The savages of North America gave early evidence of the possession of
imaginative minds, of rare power of invention, and of an amiable
desire to make satisfactory replies to the inquiries of their
visitors.  They generally told their questioners what they wanted to
know, if they could ascertain what sort of information would please
them.  If they had known the taste of the sixteenth century for the
marvelous they could not have responded more fitly to suit it.  They
filled Mr. Lane and Mr. Hariot full of tales of a wonderful copper
mine on the River Maratock (Roanoke), where the metal was dipped out
of the stream in great bowls.  The colonists had great hopes of this
river, which Mr: Hariot thought flowed out of the Gulf of Mexico, or
very near the South Sea.  The Indians also conveyed to the mind of
this sagacious observer the notion that they had a very respectably
developed religion; that they believed in one chief god who existed
from all eternity, and who made many gods of less degree; that for
mankind a woman was first created, who by one of the gods brought
forth children; that they believed in the immortality of the soul,
and that for good works a soul will be conveyed to bliss in the
tabernacles of the gods, and for bad deeds to pokogusso, a great pit
in the furthest part of the world, where the sun sets, and where they
burn continually.  The Indians knew this because two men lately dead
had revived and come back to tell them of the other world.  These
stories, and many others of like kind, the Indians told of
themselves, and they further pleased Mr. Hariot by kissing his Bible
and rubbing it all over their bodies, notwithstanding he told them
there was no virtue in the material book itself, only in its
doctrines.  We must do Mr. Hariot the justice to say, however, that
he had some little suspicion of the "subtiltie" of the weroances
(chiefs) and the priests.

Raleigh was not easily discouraged; he was determined to plant his
colony, and to send relief to the handful of men that Grenville had
left on Roanoke Island.  In May, 1587, he sent out three ships and a
hundred and fifty householders, under command of Mr. John White, who
was appointed Governor of the colony, with twelve assistants as a
Council, who were incorporated under the name of "The Governor and
Assistants of the City of Ralegh in Virginia," with instructions to
change their settlement to Chesapeake Bay.  The expedition found
there no one of the colony (whether it was fifty or fifteen the
writers disagree), nothing but the bones of one man where the
plantation had been; the houses were unhurt, but overgrown with
weeds, and the fort was defaced.  Captain Stafford, with twenty men,
went to Croatan to seek the lost colonists.  He heard that the fifty
had been set upon by three hundred Indians, and, after a sharp
skirmish and the loss of one man, had taken boats and gone to a small
island near Hatorask, and afterwards had departed no one knew
whither.

Mr. White sent a band to take revenge upon the Indians who were
suspected of their murder through treachery, which was guided by
Mateo, the friendly Indian, who had returned with the expedition from
England.  By a mistake they attacked a friendly tribe.  In August of
this year Mateo was Christianized, and baptized under the title of
Lord of Roanoke and Dassomonpeake, as a reward for his fidelity.  The
same month Elinor, the daughter of the Govemor, the wife of Ananias
Dare, gave birth to a daughter, the first white child born in this
part of the continent, who was named Virginia.

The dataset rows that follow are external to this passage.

//! Tag-based invalidation
//!
//! Each tag on an entry is a marker key `<prefix>tag:<tag>:<key>` written
//! with the entry's TTL, so markers never outlive what they track.
//! Invalidating a tag enumerates its markers and deletes each tracked entry
//! together with its marker.

use std::time::Duration;

use super::manager::CacheManager;
use crate::common::utils::escape_glob;
use crate::common::{Error, OpContext, Result};

const TAG_MARKER: &[u8] = b"1";

/// Tags are a single marker-key segment
fn validate_tag(tag: &str) -> Result<()> {
    if tag.is_empty() || tag.contains(':') {
        return Err(Error::InvalidConfig(format!(
            "invalid tag {:?}: must be non-empty without ':'",
            tag
        )));
    }
    Ok(())
}

/// Cache entries grouped by tag
///
/// Markers are only removed by [`TaggedCache::delete`], tag invalidation or
/// expiry. Deleting an entry through [`CacheManager::delete`] leaves its
/// markers behind, so a later write under the same key is still invalidated
/// with the old tags until the markers expire.
#[derive(Clone)]
pub struct TaggedCache {
    cache: CacheManager,
}

impl TaggedCache {
    pub fn new(cache: CacheManager) -> Self {
        Self { cache }
    }

    pub fn cache(&self) -> &CacheManager {
        &self.cache
    }

    fn tag_prefix(&self, tag: &str) -> String {
        self.cache.storage_key(&format!("tag:{}:", tag))
    }

    /// Store key of the marker tying `key` to `tag`
    pub fn tag_key(&self, tag: &str, key: &str) -> String {
        format!("{}{}", self.tag_prefix(tag), key)
    }

    /// Write the entry, then one marker per tag sharing the entry's TTL
    pub async fn set_with_tags(
        &self,
        ctx: &OpContext,
        key: &str,
        value: &[u8],
        tags: &[&str],
        ttl: Option<Duration>,
    ) -> Result<()> {
        for tag in tags {
            validate_tag(tag)?;
        }
        let ttl = match ttl {
            Some(ttl) => self.cache.strategy().clamp(ttl),
            None => self.cache.ttl_for_key(key),
        };
        self.cache.set(ctx, key, value, Some(ttl)).await?;

        for tag in tags {
            self.cache
                .client()
                .set(ctx, &self.tag_key(tag, key), TAG_MARKER, Some(ttl))
                .await?;
        }
        Ok(())
    }

    /// Delete the entry and its markers for `tags`
    ///
    /// Returns whether the entry itself was removed.
    pub async fn delete(&self, ctx: &OpContext, key: &str, tags: &[&str]) -> Result<bool> {
        for tag in tags {
            validate_tag(tag)?;
        }
        let removed = self.cache.delete(ctx, key).await?;
        let markers: Vec<String> = tags.iter().map(|tag| self.tag_key(tag, key)).collect();
        self.cache.client().delete(ctx, &markers[..]).await?;
        Ok(removed)
    }

    /// Delete every entry tagged `tag` and the tag's markers
    ///
    /// Returns the number of tracked keys processed. Entries that already
    /// expired still have their marker removed.
    pub async fn invalidate_by_tag(&self, ctx: &OpContext, tag: &str) -> Result<usize> {
        validate_tag(tag)?;
        let client = self.cache.client();
        let marker_prefix = self.tag_prefix(tag);
        let pattern = format!(
            "{}{}:*",
            escape_glob(&self.cache.storage_key("tag:")),
            escape_glob(tag)
        );
        let markers = client.keys(ctx, &pattern).await?;

        let mut processed = 0;
        let mut removed_entries = 0;
        for marker in &markers {
            let Some(key) = marker.strip_prefix(&marker_prefix) else {
                continue;
            };
            let entry = self.cache.storage_key(key);
            match client.delete(ctx, &[entry.as_str(), marker.as_str()]).await {
                Ok(n) => {
                    processed += 1;
                    // n counts the marker too when the entry was still live
                    removed_entries += n.saturating_sub(1);
                }
                Err(e) if e.is_context_error() => return Err(e),
                Err(e) => tracing::warn!(tag, key, "Failed to invalidate tagged entry: {}", e),
            }
        }

        self.cache.record_invalidations(removed_entries);
        tracing::debug!(tag, processed, "Invalidated tag");
        Ok(processed)
    }

    pub async fn invalidate_by_tags(&self, ctx: &OpContext, tags: &[&str]) -> Result<usize> {
        let mut processed = 0;
        for tag in tags {
            processed += self.invalidate_by_tag(ctx, tag).await?;
        }
        Ok(processed)
    }
}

Before long a dispute arose between the Governor and his Council as
to the proper person to return to England for supplies.  White
himself was finally prevailed upon to go, and he departed, leaving
about a hundred settlers on one of the islands of Hatorask to form a
plantation.

The Spanish invasion and the Armada distracted the attention of
Europe about this time, and the hope of plunder from Spanish vessels
was more attractive than the colonization of America.  It was not
until 1590 that Raleigh was able to despatch vessels to the relief of
the Hatorask colony, and then it was too late.  White did, indeed,
start out from Biddeford in April, 1588, with two vessels, but the
temptation to chase prizes was too strong for him, and he went on a
cruise of his own, and left the colony to its destruction.

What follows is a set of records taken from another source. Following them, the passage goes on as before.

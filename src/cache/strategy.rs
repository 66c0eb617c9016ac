//! Cache TTL policy

use serde::{Deserialize, Serialize};
use std::collections::HashMap;
use std::time::Duration;

use crate::common::utils::{duration_map, duration_str};
use crate::common::{Error, Result};

/// Eviction hint for the store operator. Advisory only; the cache never
/// evicts on its own beyond TTL expiry.
#[derive(Debug, Clone, Copy, PartialEq, Eq, Default, Serialize, Deserialize)]
#[serde(rename_all = "snake_case")]
pub enum EvictionPolicy {
    #[default]
    Lru,
    Lfu,
    /// Evict keys closest to expiry first
    Ttl,
    NoEviction,
}

impl EvictionPolicy {
    /// Matching Redis `maxmemory-policy` value
    pub fn as_redis_policy(&self) -> &'static str {
        match self {
            EvictionPolicy::Lru => "allkeys-lru",
            EvictionPolicy::Lfu => "allkeys-lfu",
            EvictionPolicy::Ttl => "volatile-ttl",
            EvictionPolicy::NoEviction => "noeviction",
        }
    }
}

#[derive(Debug, Clone, Serialize, Deserialize)]
#[serde(default)]
pub struct CacheStrategy {
    /// TTL when no namespace prefix matches
    #[serde(with = "duration_str")]
    pub default_ttl: Duration,

    /// Upper bound applied to every TTL, explicit ones included
    #[serde(with = "duration_str")]
    pub max_ttl: Duration,

    /// Logical key prefix -> TTL. The longest matching prefix wins.
    #[serde(with = "duration_map")]
    pub namespace_ttls: HashMap<String, Duration>,

    pub warmup_enabled: bool,

    pub warmup_keys: Vec<String>,

    pub eviction_policy: EvictionPolicy,

    /// Prepended to every key the cache stores
    pub key_prefix: String,
}

impl Default for CacheStrategy {
    fn default() -> Self {
        Self {
            default_ttl: Duration::from_secs(300),
            max_ttl: Duration::from_secs(86_400),
            namespace_ttls: HashMap::new(),
            warmup_enabled: false,
            warmup_keys: Vec::new(),
            eviction_policy: EvictionPolicy::default(),
            key_prefix: "cache:".to_string(),
        }
    }
}

impl CacheStrategy {
    pub fn with_namespace(mut self, prefix: impl Into<String>, ttl: Duration) -> Self {
        self.namespace_ttls.insert(prefix.into(), ttl);
        self
    }

    /// Policy TTL for a logical key
    pub fn ttl_for_key(&self, key: &str) -> Duration {
        let ttl = self
            .namespace_ttls
            .iter()
            .filter(|(prefix, _)| key.starts_with(prefix.as_str()))
            .max_by_key(|(prefix, _)| prefix.len())
            .map(|(_, ttl)| *ttl)
            .unwrap_or(self.default_ttl);
        self.clamp(ttl)
    }

    pub fn clamp(&self, ttl: Duration) -> Duration {
        ttl.min(self.max_ttl)
    }

    pub fn validate(&self) -> Result<()> {
        if self.max_ttl.is_zero() {
            return Err(Error::InvalidConfig("cache.max_ttl must be > 0".into()));
        }
        if self.default_ttl.is_zero() {
            return Err(Error::InvalidConfig("cache.default_ttl must be > 0".into()));
        }
        if self.default_ttl > self.max_ttl {
            return Err(Error::InvalidConfig(
                "cache.default_ttl cannot exceed cache.max_ttl".into(),
            ));
        }
        if let Some((prefix, _)) = self.namespace_ttls.iter().find(|(_, ttl)| ttl.is_zero()) {
            return Err(Error::InvalidConfig(format!(
                "cache.namespace_ttls[{}] must be > 0",
                prefix
            )));
        }
        Ok(())
    }
}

In March, 1589-90, Mr. White was again sent out, with three ships,
from Plymouth, and reached the coast in August.  Sailing by Croatan
they went to Hatorask, where they descried a smoke in the place they
had left the colony in 1587.  Going ashore next day, they found no
man, nor sign that any had been there lately.  Preparing to go to
Roanoke next day, a boat was upset and Captain Spicer and six of the
crew were drowned.  This accident so discouraged the sailors that
they could hardly be persuaded to enter on the search for the colony.
At last two boats, with nineteen men, set out for Hatorask, and
landed at that part of Roanoke where the colony had been left.  When
White left the colony three years before, the men had talked of going
fifty miles into the mainland, and had agreed to leave some sign of
their departure.  The searchers found not a man of the colony; their
houses were taken down, and a strong palisade had been built.  All
about were relics of goods that had been buried and dug up again and
scattered, and on a post was carved the name "CROATAN."  This signal,
which was accompanied by no sign of distress, gave White hope that he
should find his comrades at Croatan.  But one mischance or another
happening, his provisions being short, the expedition decided to run
down to the West Indies and "refresh" (chiefly with a little Spanish
plunder), and return in the spring and seek their countrymen; but
instead they sailed for England and never went to Croatan.  The men
of the abandoned colonies were never again heard of.  Years after, in
1602, Raleigh bought a bark and sent it, under the charge of Samuel
Mace, a mariner who had been twice to Virginia, to go in search of
the survivors of White's colony.  Mace spent a month lounging about
the Hatorask coast and trading with the natives, but did not land on
Croatan, or at any place where the lost colony might be expected to
be found; but having taken on board some sassafras, which at that
time brought a good price in England, and some other barks which were
supposed to be valuable, he basely shirked the errand on which he was
hired to go, and took himself and his spicy woods home.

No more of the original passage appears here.